Severance pay refers to an amount of money that an employee gets from an employer when the contract is terminated earlier than it was initially supposed. When an employee loses his job although he had a long-term contract, he can get paid to compensate the loss.
Severance occurs when a company where the employee works goes bankrupt and the employer has to dismiss the employee. When the employee is laid off by the employer for period of 35 weeks or more, it also refers to severance. In some cases of constructive dismissal, for example when an employer extorts the employee, or changes working conditions so an employer is forced to quit his job, etc. an employee can fight to get a severance pay.

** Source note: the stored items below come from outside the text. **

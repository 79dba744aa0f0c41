use serde::{Deserialize, Serialize};

use super::entity::{Entity, EntityKind, EntityKindTag, HeadListener, ObjectSource, ZoneSource};
use crate::{ConeId, EntityId, Vec3};

/// All placeable entities of one scene plus the scene-wide flags edits consult.
#[derive(Debug, Clone, Default, PartialEq, Serialize, Deserialize)]
pub struct SceneState {
    pub entities: Vec<Entity>,
    next_entity_id: u32,
    next_cone_id: u32,
    /// Global mute; new sounds are loaded muted and zone swaps do not autoplay.
    pub muted: bool,
    /// Object edit mode hides altitude, the trajectory button and the head.
    pub editing_object: bool,
}

impl SceneState {
    pub fn new() -> Self {
        Self::default()
    }

    fn allocate_entity_id(&mut self) -> EntityId {
        let id = EntityId::new(self.next_entity_id);
        self.next_entity_id += 1;
        id
    }

    pub fn allocate_cone_id(&mut self) -> ConeId {
        let id = ConeId::new(self.next_cone_id);
        self.next_cone_id += 1;
        id
    }

    fn push(&mut self, name: impl Into<String>, kind: EntityKind) -> EntityId {
        let id = self.allocate_entity_id();
        self.entities.push(Entity {
            id,
            name: name.into(),
            kind,
        });
        id
    }

    pub fn add_object(&mut self, name: impl Into<String>, position: Vec3) -> EntityId {
        self.push(name, EntityKind::Object(ObjectSource::new(position)))
    }

    pub fn add_zone(&mut self, name: impl Into<String>, position: Vec3) -> EntityId {
        self.push(name, EntityKind::Zone(ZoneSource::new(position)))
    }

    /// Install the listener head, replacing any existing one.
    pub fn set_head(&mut self, name: impl Into<String>, position: Vec3) -> EntityId {
        self.entities
            .retain(|e| !matches!(e.kind, EntityKind::Head(_)));
        self.push(name, EntityKind::Head(HeadListener::new(position)))
    }

    pub fn head(&self) -> Option<&Entity> {
        self.entities
            .iter()
            .find(|e| matches!(e.kind, EntityKind::Head(_)))
    }

    pub fn entity(&self, id: EntityId) -> Option<&Entity> {
        self.entities.iter().find(|e| e.id == id)
    }

    pub fn entity_mut(&mut self, id: EntityId) -> Option<&mut Entity> {
        self.entities.iter_mut().find(|e| e.id == id)
    }

    pub fn entity_by_name(&self, name: &str) -> Option<&Entity> {
        self.entities.iter().find(|e| e.name == name)
    }

    /// Remove an entity along with everything it owns (cones, trajectory).
    pub fn remove(&mut self, id: EntityId) -> Option<Entity> {
        let idx = self.entities.iter().position(|e| e.id == id)?;
        Some(self.entities.remove(idx))
    }

    pub fn contains(&self, id: EntityId) -> bool {
        self.entities.iter().any(|e| e.id == id)
    }

    /// Objects, then zones, then the head unless `include_head` is false.
    pub fn navigation_order(&self, include_head: bool) -> Vec<EntityId> {
        let mut tags = vec![EntityKindTag::Object, EntityKindTag::Zone];
        if include_head {
            tags.push(EntityKindTag::Head);
        }
        tags.into_iter()
            .flat_map(|tag| {
                self.entities
                    .iter()
                    .filter(move |e| e.tag() == tag)
                    .map(|e| e.id)
            })
            .collect()
    }

    /// Next entity id that would be allocated; exposed for snapshot restore.
    pub fn peek_next_entity_id(&self) -> EntityId {
        EntityId::new(self.next_entity_id)
    }
}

Is severance pay mandatory in Ontario
In Ontario, if an employee has worked in a company for five or more years and an employer has at least $2.5 million of payroll, he or she is qualified for severance pay. Also, an employee is qualified for a severance pay when the employer severes 50 or more employees during a period of six months. To learn what severance pay to expect from an employer, review an employment contract to see the salary details and terms of dismissal.
How do you figure out the amount severance pay
There is a way to calculate the amount of money that you will receive from your employer as severance pay. You need to multiply your regular wage for a usual work week by the sum of the total number of years of employment and the number of completed months of employment by 12 for a year that hasn’t been completed yet. However, have in mind that there are some factors that will define how much money you will receive. First, the reason you lost your job and your contract details. Then, it also depends on the number of years you spent working there for your employer.
Exemptions from Severance Pay
You are not entitled to get severance pay if you:
- have turned down a “reasonable alternative employment” offer from the employer
- have rejected “reasonable alternative employment” that is available through a seniority system
- have your employment severed and retire on a full pension recognizing all years of service in the normal course.
- severe your employment because of a permanent closure of the company where you worked that was caused by the economic effects of a strike
- are employed in construction, including off-site working
- are employed in the on-site maintenance of buildings, structures, roads, sewers, pipelines, mains, tunnels or other similar works
- are guilty of disobedience, wilful misconduct or neglect of duty under condition it wasn’t trivial and excused by your employer
- lost your job because the contract of employment was impossible to perform. This doesn’t take into account bankruptcy or insolvency or when the contract is frustrated or impossible to perform as a result of your injury or illness.
Is Severance Pay the Same as Termination Pay
Severance pay is not the same as termination pay, which is given in place of the required notice of termination of employment. Termination pay is an one-time payment that is equal to the amount of money that you would receive for a regular work, during the notice period. You can expect the termination pay to be paid seven days after the contract has been terminated or on the next regular pay date.
Is severance pay in a lump sum
A lump sum is a single, one-time payment as opposed to a number of smaller payments. You can get a severance pay as a lump sum payment, a salary continuance or deferred payments which means you will be paid out in installments. Fortunately, in some cases, you may be able to choose the payment method, but that depends on your employer.The payment method of severance pay may affect Employment Insurance benefits payment. If you get payment in a lump sum you will pay more tax than in the case where you receive money as a monthly salary. The period of time for which you will get compensated is called severance pay.
Wrongful dismissal is seen as a failure to provide a reasonable severance pay. The rules under the ESA about employment termination or severance have minimum requirements. Some employees may have rights under the common law or other legislation to get bigger rights than termination or severance pay under the ESA. In that case, you as an employee can choose to sue an employer for wrongful dismissal and file a claim for severance pay or termination pay. However, you need to obtain legal advice concerning your employment rights.